I wish you all good health and look forward to seeing you again for our annual conference this time in Dresden, either in person or online.

Hanno Hortsch


IGIP EC Column

By Teresa Restivo, IGIP Past President

With COVID-19, the digital advances of recent years led to societal change and produced sudden and impressive effects, moving is in the direction of the so called “digital society.” As part of the first impact, however, came evidence of an increase in the digital divide. This effect was clear to many teachers after a few weeks of transforming face-to-face to virtual classes. Shortly after the lockdown beginning in March 2020, and following Institutional recommendations, the face-to-face learning classes moved to zoom sessions (or other digital platform sessions). I was surprised to face a “black rectangles cemetery.” I explained to my students the uncomfortable situation I was facing and also how unbalanced the situation was for me. As the semester went on, a few of them started to fill the rectangles now and then, trying to make me feel better. But then I understood the problem. Many of them did not have the right conditions to turn on their image and/or sound. Only then did I understand the reality and become aware of one of the problems that this pandemic situation made clear–the digital divide. Therefore, when thinking about Engineering Education, as in many other areas, we may want to consider: • How difficult academic activities became for many students; • How these fantastic universal tools are increasing our differences; • How access to connection “facilities” are so discretionary; • How this digitalization benefits or disadvantages us; and • How to handle the effect of COVID-19 on the learning of more vulnerable students. This is just one issue among so many that this pandemic situation brought to our lives.

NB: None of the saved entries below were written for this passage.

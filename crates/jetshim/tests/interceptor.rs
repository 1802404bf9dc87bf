//! End-to-end interception tests against in-memory collaborators.
//!
//! The fakes record every call so the tests can check which component a
//! command reached and in what order effects happened.

use std::path::{Path, PathBuf};
use std::sync::atomic::{AtomicBool, Ordering};
use std::sync::{Arc, Mutex};

use async_trait::async_trait;
use jetshim::core::{
    CheckConstraintInfo, ColumnInfo, IndexColumnInfo, IndexInfo, RelationColumnInfo, RelationInfo,
    TableInfo, TableType,
};
use jetshim::{
    classify, partition, CommandInterceptor, CommandOutcome, DriverConnection, Intercepted,
    LifecycleOutcome, LifecycleRequest, NativeResult, PoolManager, Result, SchemaProvider,
    ShimConfig, ShimError, StorageFormat, StoreEngine, Value,
};

type Events = Arc<Mutex<Vec<String>>>;

fn events() -> Events {
    Arc::new(Mutex::new(Vec::new()))
}

fn push(events: &Events, entry: impl Into<String>) {
    events.lock().unwrap().push(entry.into());
}

// =============================================================================
// Fakes
// =============================================================================

struct Connection {
    open: AtomicBool,
    events: Events,
}

#[async_trait]
impl DriverConnection for Connection {
    fn is_open(&self) -> bool {
        self.open.load(Ordering::SeqCst)
    }

    async fn open(&self) -> Result<()> {
        push(&self.events, "open");
        self.open.store(true, Ordering::SeqCst);
        Ok(())
    }

    fn close(&self) {
        if self.open.swap(false, Ordering::SeqCst) {
            push(&self.events, "close");
        }
    }

    async fn execute(&self, command: &str) -> Result<NativeResult> {
        push(&self.events, format!("execute {}", command));
        Ok(NativeResult::RowsAffected(0))
    }

    async fn begin_transaction(&self) -> Result<()> {
        push(&self.events, "begin");
        Ok(())
    }

    async fn commit(&self) -> Result<()> {
        push(&self.events, "commit");
        Ok(())
    }

    async fn rollback(&self) -> Result<()> {
        push(&self.events, "rollback");
        Ok(())
    }
}

/// Catalog with tables `Foo` and `Bar`.
struct Catalog {
    events: Events,
}

fn column(table: &str, name: &str, position: i32) -> ColumnInfo {
    ColumnInfo {
        table_name: table.to_string(),
        table_schema: None,
        name: name.to_string(),
        ordinal_position: position,
        data_type: "varchar".to_string(),
        is_nullable: true,
        max_length: Some(255),
        precision: None,
        scale: None,
        default: None,
        identity_seed: None,
        identity_increment: None,
    }
}

#[async_trait]
impl SchemaProvider for Catalog {
    async fn get_tables(&self, _conn: &dyn DriverConnection) -> Result<Vec<TableInfo>> {
        push(&self.events, "get_tables");
        Ok(["Foo", "Bar"]
            .into_iter()
            .map(|name| TableInfo {
                name: name.to_string(),
                table_type: TableType::BaseTable,
                validation_rule: None,
                validation_text: None,
            })
            .collect())
    }

    async fn get_columns(&self, _conn: &dyn DriverConnection) -> Result<Vec<ColumnInfo>> {
        push(&self.events, "get_columns");
        Ok(vec![
            column("Foo", "Zeta", 1),
            column("Bar", "Alpha", 1),
            column("Foo", "Beta", 2),
            column("Foo", "Gamma", 3),
            column("Bar", "Delta", 2),
        ])
    }

    async fn get_indexes(&self, _conn: &dyn DriverConnection) -> Result<Vec<IndexInfo>> {
        Ok(Vec::new())
    }

    async fn get_index_columns(&self, _conn: &dyn DriverConnection) -> Result<Vec<IndexColumnInfo>> {
        Ok(Vec::new())
    }

    async fn get_relations(&self, _conn: &dyn DriverConnection) -> Result<Vec<RelationInfo>> {
        Ok(Vec::new())
    }

    async fn get_relation_columns(
        &self,
        _conn: &dyn DriverConnection,
    ) -> Result<Vec<RelationColumnInfo>> {
        Ok(Vec::new())
    }

    async fn get_check_constraints(
        &self,
        _conn: &dyn DriverConnection,
    ) -> Result<Vec<CheckConstraintInfo>> {
        Ok(Vec::new())
    }

    async fn rename_table(
        &self,
        _conn: &dyn DriverConnection,
        old_name: &str,
        new_name: &str,
    ) -> Result<()> {
        push(&self.events, format!("rename_table {} -> {}", old_name, new_name));
        Ok(())
    }

    async fn rename_column(
        &self,
        _conn: &dyn DriverConnection,
        table_name: &str,
        old_name: &str,
        new_name: &str,
    ) -> Result<()> {
        push(
            &self.events,
            format!("rename_column {}.{} -> {}", table_name, old_name, new_name),
        );
        Ok(())
    }
}

/// Pool registry that records whether the target still existed when drained.
struct Pools {
    events: Events,
}

#[async_trait]
impl PoolManager for Pools {
    async fn clear_all_pools(&self) -> Result<()> {
        push(&self.events, "clear_all_pools");
        Ok(())
    }

    async fn clear_pool(&self, data_source: &Path) -> Result<()> {
        push(
            &self.events,
            format!("clear_pool exists={}", data_source.exists()),
        );
        Ok(())
    }
}

struct Engine {
    events: Events,
}

#[async_trait]
impl StoreEngine for Engine {
    async fn create_database(
        &self,
        path: &Path,
        password: Option<&str>,
        format: StorageFormat,
    ) -> Result<()> {
        push(
            &self.events,
            format!(
                "create {} password={:?} format={:?}",
                path.file_name().and_then(|n| n.to_str()).unwrap_or_default(),
                password,
                format
            ),
        );
        tokio::fs::write(path, b"").await?;
        Ok(())
    }
}

struct Harness {
    shim: CommandInterceptor,
    events: Events,
    dir: tempfile::TempDir,
}

impl Harness {
    fn new() -> Self {
        let events = events();
        let dir = tempfile::tempdir().unwrap();
        let shim = CommandInterceptor::new(
            Arc::new(Connection {
                open: AtomicBool::new(false),
                events: events.clone(),
            }),
            Arc::new(Catalog {
                events: events.clone(),
            }),
            Arc::new(Pools {
                events: events.clone(),
            }),
            Arc::new(Engine {
                events: events.clone(),
            }),
            ShimConfig::default().with_data_directory(dir.path()),
        );
        Self { shim, events, dir }
    }

    fn events(&self) -> Vec<String> {
        self.events.lock().unwrap().clone()
    }

    fn path(&self, name: &str) -> PathBuf {
        self.dir.path().join(name)
    }
}

// =============================================================================
// Scenarios
// =============================================================================

#[tokio::test]
async fn test_create_database_with_escaped_quotes() {
    let classified = classify("create database 'Joe''s Database.accdb' password 'sec''ret';")
        .unwrap()
        .unwrap();
    assert_eq!(
        classified.request,
        Intercepted::Lifecycle(LifecycleRequest::Create {
            file_name: "Joe's Database.accdb".to_string(),
            password: Some("sec'ret".to_string()),
        })
    );

    let h = Harness::new();
    let outcome = h
        .shim
        .execute("create database '|DataDirectory|/Joe''s Database.accdb' password 'sec''ret';")
        .await
        .unwrap();

    let expected = h.path("Joe's Database.accdb");
    assert!(matches!(
        outcome,
        CommandOutcome::Lifecycle(LifecycleOutcome::Created(ref p)) if *p == expected
    ));
    assert!(expected.exists());
    assert_eq!(
        h.events(),
        ["create Joe's Database.accdb password=Some(\"sec'ret\") format=Modern"]
    );
}

#[tokio::test]
async fn test_drop_missing_database_is_noop() {
    let h = Harness::new();
    let outcome = h
        .shim
        .execute("DROP DATABASE '|DataDirectory|/Missing.accdb';")
        .await
        .unwrap();

    assert!(matches!(
        outcome,
        CommandOutcome::Lifecycle(LifecycleOutcome::NoOp(_))
    ));
    assert_eq!(h.events(), ["clear_pool exists=false"]);
}

#[tokio::test]
async fn test_drop_drains_pool_before_delete() {
    let h = Harness::new();
    let db = h.path("Sales.accdb");
    let lock = h.path("Sales.laccdb");
    std::fs::write(&db, b"db").unwrap();
    std::fs::write(&lock, b"lock").unwrap();

    let outcome = h
        .shim
        .execute("DROP DATABASE 'Provider=Microsoft.ACE.OLEDB.12.0;Data Source=|DataDirectory|/Sales.accdb'")
        .await
        .unwrap();

    assert!(matches!(
        outcome,
        CommandOutcome::Lifecycle(LifecycleOutcome::Dropped(_))
    ));
    assert_eq!(h.events(), ["clear_pool exists=true"]);
    assert!(!db.exists());
    assert!(!lock.exists());
}

#[tokio::test]
async fn test_rename_table_with_brackets() {
    let h = Harness::new();
    let outcome = h
        .shim
        .execute("ALTER TABLE [Old Name] RENAME TO [New Name]")
        .await
        .unwrap();

    assert!(matches!(outcome, CommandOutcome::Renamed));
    assert_eq!(
        h.events(),
        ["open", "rename_table Old Name -> New Name", "close"]
    );
}

#[tokio::test]
async fn test_rename_column() {
    let h = Harness::new();
    h.shim
        .execute("ALTER TABLE `Foo` RENAME COLUMN Beta TO [Bravo];")
        .await
        .unwrap();
    assert!(h.events().contains(&"rename_column Foo.Beta -> Bravo".to_string()));
}

#[test]
fn test_partition_script() {
    let batches = partition(["A", "B", "CREATE DATABASE 'x.accdb'", "C", "D"]);
    assert_eq!(
        batches,
        vec![vec!["A", "B"], vec!["CREATE DATABASE 'x.accdb'"], vec!["C", "D"]]
    );
}

#[tokio::test]
async fn test_columns_query_filtered_and_ordered() {
    let h = Harness::new();
    let outcome = h
        .shim
        .execute("SELECT * FROM `INFORMATION_SCHEMA.COLUMNS` WHERE `TABLE_NAME`='Foo' ORDER BY `COLUMN_NAME`")
        .await
        .unwrap();

    let CommandOutcome::Rows(cursor) = outcome else {
        panic!("expected rows");
    };
    assert_eq!(cursor.columns().len(), 12);
    let table = cursor.column_index("TABLE_NAME").unwrap();
    let name = cursor.column_index("COLUMN_NAME").unwrap();

    let rows: Vec<_> = cursor.collect();
    assert!(rows.iter().all(|row| row[table] == Value::from("Foo")));
    let names: Vec<_> = rows.iter().map(|row| row[name].clone()).collect();
    assert_eq!(
        names,
        vec![Value::from("Beta"), Value::from("Gamma"), Value::from("Zeta")]
    );

    // Closed connection was opened for the snapshot and closed again
    assert_eq!(h.events(), ["open", "get_columns", "close"]);
}

// =============================================================================
// Passthrough and errors
// =============================================================================

#[tokio::test]
async fn test_ordinary_command_passes_through() {
    let h = Harness::new();
    let outcome = h.shim.execute("UPDATE Foo SET Zeta = 1").await.unwrap();
    assert!(!outcome.is_intercepted());
    assert_eq!(h.events(), ["execute UPDATE Foo SET Zeta = 1"]);
}

#[tokio::test]
async fn test_blank_file_name_has_no_effects() {
    let h = Harness::new();
    let err = h.shim.execute("DROP DATABASE ''").await.unwrap_err();
    assert!(matches!(err, ShimError::MissingField { .. }));
    assert!(h.events().is_empty());
}

#[tokio::test]
async fn test_bad_filter_is_usage_error() {
    let h = Harness::new();
    let err = h
        .shim
        .execute("SELECT * FROM `INFORMATION_SCHEMA.TABLES` WHERE TABLE_NAME")
        .await
        .unwrap_err();
    assert!(err.is_usage_error());
    // The connection is still released
    assert_eq!(h.events(), ["open", "get_tables", "close"]);
}

#[tokio::test]
async fn test_database_exists_uses_drop_resolution() {
    let h = Harness::new();
    std::fs::write(h.path("Here.mdb"), b"db").unwrap();

    let lifecycle = h.shim.lifecycle();
    assert!(lifecycle
        .database_exists("Data Source=|DataDirectory|/Here.mdb")
        .await
        .unwrap());
    assert!(!lifecycle
        .database_exists("|DataDirectory|/Here")
        .await
        .unwrap());
}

IGIP IMC - Message of the President

By Tiia Rüütmann, Tallinn University of Technology, Estonia

Between January and July of 2021 IGIP IMC received 15 applications for ING.PAED.IGIP qualification and one application for renewal of an IGIP training centre accreditation. ING.PAED.IGIP applications came from Russia (4), Estonia (1), Czech Republic (1), Ukraine (3), and Slovakia (6). All the applications were approved. Application for the renewal of the IGIP accredited training centre came from the Centre of Education and Psychological counselling, Slovak University of Agriculture in Nitra. The application was approved. Members of IGIP IMC reviewed applications online, in the Conftool environment. For every application at least 2-3 reviewers were assigned. I would like to thank the members of IGIP IMC: Dr Ivana Simonova (Univerzita J. E. Purkyně v Ústí nad Labem, Czech Republic), Dr Alexander Soloviev (MADI, Russia), and Hants Kipper MSc (Tallinn University of Technology, Estonia) for their entire commitment, fruitful cooperation, and thorough contribution to the work of IGIP IMC.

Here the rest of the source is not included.